10.Comparison of efficacy and safety of TACE and DEB-TACE in treatment of patients with unresectable hepatocellular carcinoma
Xia LUO ; Shuaiwei LIU ; Long HAI ; Xiaoyan LIU ; Yan MA ; Xiangchun DING ; Lina MA
Chinese Journal of Hepatobiliary Surgery 2023;29(3):165-169
Objective:To compare the clinical efficacy and safety of conventional transcatheter arterial chemoembolization (TACE) with drug-eluting bead transcatheter arterial chemoembolization (DEB-TACE) in treatment of patients with unresectable hepatocellular carcinoma.Methods:The data of patients with unresectable hepatocellular carcinoma who underwent hepatic artery chemoembolization at General Hospital of Ningxia Medical University from July 2019 to April 2020 were retrospectively analyzed.

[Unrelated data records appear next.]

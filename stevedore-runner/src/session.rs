use std::collections::BTreeSet;
use std::sync::Arc;

use chrono::Utc;
use stevedore_core::{
    ExecError, ExecHandle, ExecPlan, ExecSpec, ExecutionLedger, LedgerEntry, ProbeConfig,
};
use thiserror::Error;
use tracing::{error, info, warn};

use crate::probe::{LivenessProbe, ProbeState};
use crate::router::{ConsoleSink, FrameRouter, OutputHandler};
use crate::runtime::ExecRuntime;
use crate::validator::ExitCodeValidator;

/// A session stopped on a failing command.
///
/// `completed` holds the commands that finished before the failure; the
/// failing command itself is never recorded.
#[derive(Error, Debug)]
#[error("command #{} `{command}` failed: {source}", .index + 1)]
pub struct SessionError {
    pub index: usize,
    pub command: String,
    #[source]
    pub source: ExecError,
    pub completed: ExecutionLedger,
}

/// Runs an ordered list of commands inside one container, strictly one after
/// another, stopping at the first failure.
pub struct ExecSession<R> {
    runtime: R,
    container_id: String,
    probe: Option<ProbeConfig>,
    validator: ExitCodeValidator,
    router: FrameRouter,
}

impl<R: ExecRuntime> ExecSession<R> {
    pub fn new(runtime: R, container_id: impl Into<String>) -> Self {
        Self {
            runtime,
            container_id: container_id.into(),
            probe: None,
            validator: ExitCodeValidator::default(),
            router: FrameRouter::default(),
        }
    }

    /// Session configured from a plan's container, probe and exit-code policy.
    pub fn from_plan(runtime: R, plan: &ExecPlan) -> Self {
        let mut session = Self::new(runtime, plan.container.clone());
        session.probe = plan.probe;
        session.validator = ExitCodeValidator::new(plan.success_on_exit_codes.clone());
        session
    }

    pub fn with_probe_config(mut self, probe: ProbeConfig) -> Self {
        self.probe = Some(probe);
        self
    }

    pub fn with_success_exit_codes<I: IntoIterator<Item = i64>>(mut self, codes: I) -> Self {
        self.validator = ExitCodeValidator::new(Some(codes.into_iter().collect::<BTreeSet<_>>()));
        self
    }

    pub fn with_output_handler(mut self, handler: Arc<dyn OutputHandler>) -> Self {
        self.router = FrameRouter::handler(handler);
        self
    }

    pub fn with_console_sink(mut self, sink: Arc<ConsoleSink>) -> Self {
        self.router = FrameRouter::console(sink);
        self
    }

    pub fn container_id(&self) -> &str {
        &self.container_id
    }

    /// Probe policy applied to each command.
    pub fn effective_probe(&self) -> ProbeConfig {
        self.probe.unwrap_or_default()
    }

    /// Execute `commands` in order and return the ledger of completed execs.
    ///
    /// Every spec is validated before the first exec is created. Command
    /// `i + 1` is created only after command `i` finished and passed exit-code
    /// validation.
    pub async fn run(&self, commands: &[ExecSpec]) -> Result<ExecutionLedger, SessionError> {
        for (index, spec) in commands.iter().enumerate() {
            if let Err(source) = spec.validate() {
                return Err(SessionError {
                    index,
                    command: spec.display_command(),
                    source,
                    completed: ExecutionLedger::new(),
                });
            }
        }

        info!(
            container = %self.container_id,
            commands = commands.len(),
            exit_codes_enforced = self.validator.is_enforced(),
            "Starting exec session"
        );

        let mut ledger = ExecutionLedger::new();
        for (index, spec) in commands.iter().enumerate() {
            match self.run_command(index, spec).await {
                Ok(entry) => ledger.record(entry),
                Err(source) => {
                    error!(
                        container = %self.container_id,
                        index,
                        command = %spec.display_command(),
                        error = %source,
                        "Command failed, stopping session"
                    );
                    return Err(SessionError {
                        index,
                        command: spec.display_command(),
                        source,
                        completed: ledger,
                    });
                }
            }
        }

        info!(
            container = %self.container_id,
            completed = ledger.len(),
            "Exec session completed"
        );
        Ok(ledger)
    }

    async fn run_command(&self, index: usize, spec: &ExecSpec) -> Result<LedgerEntry, ExecError> {
        let command = spec.display_command();
        let started_at = Utc::now();

        info!(
            container = %self.container_id,
            index,
            command = %command,
            "Executing command"
        );

        let handle = self.runtime.create_exec(&self.container_id, spec).await?;
        let probe = LivenessProbe::new(self.effective_probe());
        let state = match self.start_and_watch(&probe, &handle).await {
            Ok(state) => state,
            Err(e) => {
                self.abandon(&handle).await;
                return Err(e);
            }
        };

        match state {
            ProbeState::TimedOut { polls } => {
                warn!(
                    exec_id = %handle,
                    command = %command,
                    polls,
                    "Command did not finish within the poll timeout"
                );
                self.abandon(&handle).await;
                Err(ExecError::Timeout {
                    command,
                    probe: probe.config(),
                    polls,
                })
            }
            ProbeState::Finished { outcome, polls } => {
                self.validator.validate(spec, &outcome)?;

                info!(
                    exec_id = %handle,
                    command = %command,
                    exit_code = ?outcome.exit_code,
                    polls,
                    "Command completed"
                );

                Ok(LedgerEntry {
                    handle,
                    command,
                    exit_code: outcome.exit_code,
                    polls,
                    started_at,
                    completed_at: Utc::now(),
                })
            }
        }
    }

    async fn start_and_watch(
        &self,
        probe: &LivenessProbe,
        handle: &ExecHandle,
    ) -> Result<ProbeState, ExecError> {
        let router = Arc::new(self.router.clone().for_exec(handle.id.clone()));
        self.runtime.start_exec(handle, router).await?;
        probe.watch(&self.runtime, handle).await
    }

    async fn abandon(&self, handle: &ExecHandle) {
        if let Err(e) = self.runtime.abort_exec(handle).await {
            warn!(exec_id = %handle, error = %e, "Failed to abort exec");
        }
    }
}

Of 282 patients who were enrolled, there were 233 males and 49 females, aged (55.9±10.0) years. The groups were divided into the conventional TACE group ( n=179) and the DEB-TACE group ( n=103) based on the treatments. The efficacy of the two groups was compared according to the modified response evaluation criteria in solid tumors. Postoperative adverse effects and liver function between the two groups were compared. Results:The differences in comparing the preoperative and postoperative liver function indexes between the two groups were not statistically significant. Patients who died and were lost to follow-up at 6 months after surgery were excluded and 240 patients were excluded in the efficacy analysis, with 148 patients in the conventional TACE group and 92 patients in the DEB-TACE group. At 6 months after treatment in the conventional TACE group, there were 64 patients (43.2%) with complete remission, 18 patients (12.2%) with partial remission, 27 patients (18.2%) with stable disease, and 39 patients (26.4%) with disease progression. In the DEB-TACE group, the corresponding figures were 38 patients (41.3%), 17 patients (18.5%), 26 patients (28.3%), and 11 patients (12.0%), respectively. The efficacy of DEB-TACE was better than conventional TACE with statistically significant differences between the 2 groups (χ 2=8.96, P=0.030). The incidence of postoperative embolic syndrome was 53.1% (95/179) in the conventional TACE group, which was significantly higher than the 34.0% (35/103) in the DEB-TACE group (χ 2=7.34, P=0.007). Conclusion:The efficacy and safety of DEB-TACE for unresectable hepatocellular carcinoma were superior to those of the conventional TACE group.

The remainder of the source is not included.